À la veille de l'examen crucial de l'inflation sur les marchés actions américains, Wall Street fait face à la pire "tromperie des données" de son histoire
À la veille de la publication des données d'inflation américaines, un fossé profond se creuse entre les indicateurs officiels et le sentiment des consommateurs, semant le doute sur la fiabilité des statistiques macroéconomiques.
Les chiffres officiels (CPI à 4,2 %, PCE à 3,4 % en mai) peignent un tableau sous contrôle. Pourtant, l'indice de confiance des consommateurs de l'Université du Michigan a atteint en mai son plus bas niveau historique depuis 1978, le mois de juin se classant deuxième plus bas. Cette contradiction flagrante soulève des questions fondamentales sur le système de mesure.

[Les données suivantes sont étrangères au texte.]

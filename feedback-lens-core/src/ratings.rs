//! Likert-scale breakdowns for survey exports whose question headers look like
//! `"Faculty [Explains clearly]"`.

use crate::chart::{ChartSeries, ChartSpec};
use crate::config::RatingsScope;
use crate::table::{Cell, Table};
use feedback_lens_common::Result;
use indexmap::IndexSet;
use regex::Regex;
use serde::Serialize;
use std::sync::OnceLock;

static RE_BRACKET: OnceLock<Regex> = OnceLock::new();
static RE_CATEGORY: OnceLock<Regex> = OnceLock::new();

fn re_bracket() -> &'static Regex { RE_BRACKET.get_or_init(|| Regex::new(r"\[([^\]]+)\]").unwrap()) }
fn re_category() -> &'static Regex { RE_CATEGORY.get_or_init(|| Regex::new(r"^([^\[]+)").unwrap()) }

/// Scores reported, highest first.
pub const SCORES: [u8; 4] = [4, 3, 2, 1];

#[derive(Debug, Clone, PartialEq, Eq, Serialize)]
pub struct CategoryGroup {
    pub category: String,
    pub columns: Vec<String>,
}

/// Text inside the first `[...]`, or the whole header.
pub fn question_label(header: &str) -> &str {
    re_bracket()
        .captures(header)
        .and_then(|c| c.get(1))
        .map_or(header, |m| m.as_str())
}

/// Text before the first `[`, trimmed.
pub fn category_name(header: &str) -> &str {
    re_category()
        .captures(header.trim())
        .and_then(|c| c.get(1))
        .map_or(header, |m| m.as_str().trim())
}

/// Groups bracketed question headers under their category; other headers stand alone.
/// Categories keep first-appearance order.
pub fn group_columns_by_category(header: &[String]) -> Vec<CategoryGroup> {
    let mut groups: Vec<CategoryGroup> = Vec::new();
    for col in header {
        let category = if col.contains('[') && col.contains(']') {
            category_name(col)
        } else {
            col.as_str()
        };
        match groups.iter_mut().find(|g| g.category == category) {
            Some(g) => g.columns.push(col.clone()),
            None => groups.push(CategoryGroup {
                category: category.to_owned(),
                columns: vec![col.clone()],
            }),
        }
    }
    groups
}

/// A rating column has numeric values and its smallest one is a valid 1..=5 score.
pub fn is_likert_column(table: &Table, column: &str) -> Result<bool> {
    let min = table
        .column(column)?
        .filter_map(Cell::as_f64)
        .fold(None, |acc: Option<f64>, v| Some(acc.map_or(v, |m| m.min(v))));
    Ok(matches!(min, Some(m) if (1.0..=5.0).contains(&m)))
}

/// Category groups narrowed to their Likert columns; groups left empty are dropped.
pub fn likert_groups(table: &Table) -> Result<Vec<CategoryGroup>> {
    let mut out = Vec::new();
    for group in group_columns_by_category(table.header()) {
        let mut columns = Vec::new();
        for col in group.columns {
            if is_likert_column(table, &col)? {
                columns.push(col);
            }
        }
        if !columns.is_empty() {
            out.push(CategoryGroup {
                category: group.category,
                columns,
            });
        }
    }
    Ok(out)
}

#[derive(Debug, Clone, PartialEq, Serialize)]
pub struct RatingRow {
    pub question: String,
    pub total: u64,
    /// Counts for scores 4, 3, 2, 1.
    pub counts: [u64; 4],
    pub percentages: [f64; 4],
}

impl RatingRow {
    fn from_counts(question: &str, counts: [u64; 4]) -> Self {
        let total: u64 = counts.iter().sum();
        let percentages = counts.map(|c| {
            if total == 0 {
                0.0
            } else {
                (c as f64 * 100.0 / total as f64 * 100.0).round() / 100.0
            }
        });
        Self {
            question: question.to_owned(),
            total,
            counts,
            percentages,
        }
    }

    /// Cells in table order: question, total, then count and percentage per score.
    pub fn cells(&self) -> Vec<String> {
        let mut cells = vec![self.question.clone(), self.total.to_string()];
        for (count, pct) in self.counts.iter().zip(&self.percentages) {
            cells.push(count.to_string());
            cells.push(format_percent(*pct));
        }
        cells
    }
}

fn format_percent(p: f64) -> String {
    let s = format!("{p:.2}");
    let s = s.trim_end_matches('0').trim_end_matches('.');
    s.to_owned()
}

#[derive(Debug, Clone, PartialEq, Serialize)]
pub struct RatingBreakdown {
    pub category: String,
    pub rows: Vec<RatingRow>,
}

impl RatingBreakdown {
    pub const COLUMNS: [&'static str; 10] = [
        "Category", "Total", "4", "% of 4", "3", "% of 3", "2", "% of 2", "1", "% of 1",
    ];

    pub fn score_totals(&self) -> [u64; 4] {
        let mut totals = [0; 4];
        for row in &self.rows {
            for (t, c) in totals.iter_mut().zip(row.counts) {
                *t += c;
            }
        }
        totals
    }

    /// Questions along the x axis, one bar per score (4..=1) within each question.
    pub fn chart_spec(&self, subtitle: &str) -> ChartSpec {
        let series = SCORES
            .iter()
            .enumerate()
            .map(|(i, score)| ChartSeries {
                name: score.to_string(),
                values: self.rows.iter().map(|r| r.counts[i] as f64).collect(),
            })
            .collect();
        ChartSpec::grouped(
            &format!("{} Ratings - {subtitle}", self.category),
            self.rows.iter().map(|r| r.question.clone()).collect(),
            series,
        )
        .with_y_label("No. of Responses")
    }
}

/// Counts integer scores 4..=1 per question column; decimals are truncated and
/// anything outside 1..=4 is ignored.
pub fn score_breakdown(table: &Table, category: &str, columns: &[String]) -> Result<RatingBreakdown> {
    let mut rows = Vec::with_capacity(columns.len());
    for col in columns {
        let mut counts = [0u64; 4];
        for v in table.column(col)?.filter_map(Cell::as_f64) {
            let score = v.trunc() as i64;
            if (1..=4).contains(&score) {
                counts[(4 - score) as usize] += 1;
            }
        }
        rows.push(RatingRow::from_counts(question_label(col), counts));
    }
    Ok(RatingBreakdown {
        category: category.to_owned(),
        rows,
    })
}

pub fn branch_column(table: &Table) -> Option<&str> {
    table.find_field_containing("branch")
}

/// One sub-table per distinct non-empty branch value, in first-seen order.
pub fn split_by_branch(table: &Table, column: &str) -> Result<Vec<(String, Table)>> {
    let idx = table.column_index(column)?;
    let branches: IndexSet<String> = table
        .column(column)?
        .filter(|cell| !cell.is_empty())
        .map(|cell| cell.to_string())
        .collect();
    Ok(branches
        .into_iter()
        .map(|b| {
            let sub = table.filter_rows(|row| row[idx].to_string() == b);
            (b, sub)
        })
        .collect())
}

/// One ratings report to produce: who it is for and the rows it covers.
#[derive(Debug, Clone)]
pub struct RatingsTarget {
    pub name: &'static str,
    pub value: String,
    pub table: Table,
}

impl RatingsTarget {
    pub fn file_name(&self) -> String {
        report_file_name(self.name, &self.value)
    }

    /// `file_name()` without the `_report.pdf` tail.
    pub fn file_stem(&self) -> String {
        format!("{}_{}", self.name, safe_file_value(&self.value))
    }

    pub fn subtitle(&self) -> String {
        format!("{}_{}", self.name, self.value)
    }
}

/// Expands a scope into the reports it asks for. Branch scopes without a branch
/// column fall back to the overall report.
pub fn plan_targets(table: &Table, scope: RatingsScope) -> Result<Vec<RatingsTarget>> {
    let overall = || RatingsTarget {
        name: "Overall",
        value: "All_Students".to_owned(),
        table: table.clone(),
    };
    let branch_col = match (scope, branch_column(table)) {
        (RatingsScope::Overall, _) => return Ok(vec![overall()]),
        (_, None) => {
            tracing::warn!(?scope, "no branch column; producing the overall report only");
            return Ok(vec![overall()]);
        }
        (_, Some(col)) => col,
    };
    let mut targets = Vec::new();
    if scope == RatingsScope::Both {
        targets.push(overall());
    }
    for (value, sub) in split_by_branch(table, branch_col)? {
        targets.push(RatingsTarget {
            name: "Branch",
            value,
            table: sub,
        });
    }
    Ok(targets)
}

/// Replaces characters that would break a flat archive path.
pub fn safe_file_value(value: &str) -> String {
    value.replace(' ', "_").replace('/', "-").replace('.', "_")
}

pub fn report_file_name(name: &str, value: &str) -> String {
    format!("{name}_{}_report.pdf", safe_file_value(value))
}

#[cfg(test)]
mod tests {
    use super::*;

    fn survey() -> Table {
        Table::from_rows(vec![
            vec![
                "Branch".into(),
                "Faculty [Explains clearly]".into(),
                "Faculty [On time]".into(),
                "Campus [Library]".into(),
                "Roll No".into(),
                "Suggestions".into(),
            ],
            vec!["CSE".into(), 4i64.into(), 3i64.into(), 2i64.into(), 1001i64.into(), "More labs".into()],
            vec!["ECE".into(), 4i64.into(), 4i64.into(), 1i64.into(), 1002i64.into(), Cell::Empty],
            vec!["CSE".into(), 2i64.into(), 5i64.into(), 3.6.into(), 1003i64.into(), "Wifi".into()],
            vec![Cell::Empty, 1i64.into(), "n/a".into(), 4i64.into(), 1004i64.into(), Cell::Empty],
        ])
    }

    #[test]
    fn labels_from_brackets() {
        assert_eq!(question_label("Faculty [Explains clearly]"), "Explains clearly");
        assert_eq!(question_label("Roll No"), "Roll No");
        assert_eq!(category_name("  Faculty [x]"), "Faculty");
    }

    #[test]
    fn grouping_keeps_first_appearance() {
        let t = survey();
        let groups = group_columns_by_category(t.header());
        let names: Vec<_> = groups.iter().map(|g| g.category.as_str()).collect();
        assert_eq!(names, ["Branch", "Faculty", "Campus", "Roll No", "Suggestions"]);
        assert_eq!(groups[1].columns.len(), 2);
    }

    #[test]
    fn likert_filter_drops_ids_and_text() {
        let t = survey();
        let groups = likert_groups(&t).unwrap();
        let names: Vec<_> = groups.iter().map(|g| g.category.as_str()).collect();
        assert_eq!(names, ["Faculty", "Campus"]);
        assert!(!is_likert_column(&t, "Roll No").unwrap());
        assert!(!is_likert_column(&t, "Suggestions").unwrap());
    }

    #[test]
    fn breakdown_counts_and_percentages() {
        let t = survey();
        let cols = vec!["Faculty [Explains clearly]".to_string(), "Faculty [On time]".to_string()];
        let b = score_breakdown(&t, "Faculty", &cols).unwrap();
        assert_eq!(b.rows[0].question, "Explains clearly");
        assert_eq!(b.rows[0].counts, [2, 0, 1, 1]);
        assert_eq!(b.rows[0].total, 4);
        assert_eq!(b.rows[0].percentages, [50.0, 0.0, 25.0, 25.0]);
        // the 5 is outside the reported range, "n/a" is not numeric
        assert_eq!(b.rows[1].counts, [1, 1, 0, 0]);
        assert_eq!(b.score_totals(), [3, 1, 1, 1]);
        let spec = b.chart_spec("Overall_All_Students");
        assert_eq!(spec.labels, ["Explains clearly", "On time"]);
        let names: Vec<_> = spec.series.iter().map(|s| s.name.as_str()).collect();
        assert_eq!(names, ["4", "3", "2", "1"]);
        assert_eq!(spec.series[0].values, [2.0, 1.0]);
        assert_eq!(spec.series[1].values, [0.0, 1.0]);
        assert_eq!(spec.series[3].values, [1.0, 0.0]);
        assert_eq!(spec.title, "Faculty Ratings - Overall_All_Students");
        assert_eq!(spec.y_label.as_deref(), Some("No. of Responses"));
        spec.validate().unwrap();
    }

    #[test]
    fn decimals_truncate_and_percentages_round() {
        let t = survey();
        let b = score_breakdown(&t, "Campus", &["Campus [Library]".to_string()]).unwrap();
        assert_eq!(b.rows[0].counts, [1, 1, 1, 1]);
        let row = RatingRow::from_counts("q", [1, 1, 1, 0]);
        assert_eq!(row.percentages[0], 33.33);
        assert_eq!(row.cells(), ["q", "3", "1", "33.33", "1", "33.33", "1", "33.33", "0", "0"]);
        assert_eq!(RatingRow::from_counts("q", [0; 4]).percentages, [0.0; 4]);
    }

    #[test]
    fn branch_split_skips_empty_values() {
        let t = survey();
        let parts = split_by_branch(&t, "Branch").unwrap();
        let names: Vec<_> = parts.iter().map(|(b, _)| b.as_str()).collect();
        assert_eq!(names, ["CSE", "ECE"]);
        assert_eq!(parts[0].1.record_count(), 2);
        assert_eq!(parts[1].1.record_count(), 1);
    }

    #[test]
    fn scopes_expand_to_targets() {
        let t = survey();
        let files = |scope| -> Vec<String> {
            plan_targets(&t, scope)
                .unwrap()
                .iter()
                .map(RatingsTarget::file_name)
                .collect()
        };
        assert_eq!(files(RatingsScope::Overall), ["Overall_All_Students_report.pdf"]);
        assert_eq!(
            files(RatingsScope::Branch),
            ["Branch_CSE_report.pdf", "Branch_ECE_report.pdf"]
        );
        assert_eq!(files(RatingsScope::Both).len(), 3);
    }

    #[test]
    fn branch_scope_without_branch_column_falls_back() {
        let t = Table::from_rows(vec![
            vec!["Faculty [Pace]".into()],
            vec![3i64.into()],
        ]);
        let targets = plan_targets(&t, RatingsScope::Both).unwrap();
        assert_eq!(targets.len(), 1);
        assert_eq!(targets[0].name, "Overall");
    }

    #[test]
    fn safe_names() {
        assert_eq!(safe_file_value("B.Tech CSE/AI"), "B_Tech_CSE-AI");
        assert_eq!(report_file_name("Branch", "M.Sc"), "Branch_M_Sc_report.pdf");
    }
}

L'économiste Kathryn Anne Edwards souligne que l'écart provient d'une faille systémique : l'indice des prix à la consommation (IPC) utilise un "panier moyen" qui masque les réalités inflationnistes très différentes selon les ménages. Des études du BLS montrent que sur la période 2006-2023, l'inflation annuelle pour les 20 % des ménages les plus pauvres a dépassé de 0,28 point de pourcentage en moyenne celle des 20 % les plus riches, soit un écart cumulé de 7,7 points.
Le problème n'est pas technique : le BLS collecte déjà les prix de 100 000 biens et services. La création d'indices segmentés (par type de famille, revenu, âge, etc.) ne nécessiterait qu'un re-pondération des données existantes. Le bureau publie déjà quelques séries spécifiques (pour les seniors, les nouveaux locataires), prouvant la faisabilité.
Au-delà de la mesure, les pressions économiques réelles sont multiples : ralentissement des embauches, croissance atone des salaires, prix durablement élevés, dette des cartes de crédit en hausse, marché immobilier freiné par les taux et incertitudes liées à l'IA sur l'emploi.
En conclusion, à l'approche de la publication du CPI, les investisseurs doivent considérer que l'indicateur agrégé unique pourrait ne pas capturer la pression inflationniste réelle et la divergence des expériences de consommation, pourtant essentielles pour anticiper la politique de la Fed et les risques du côté de la demande.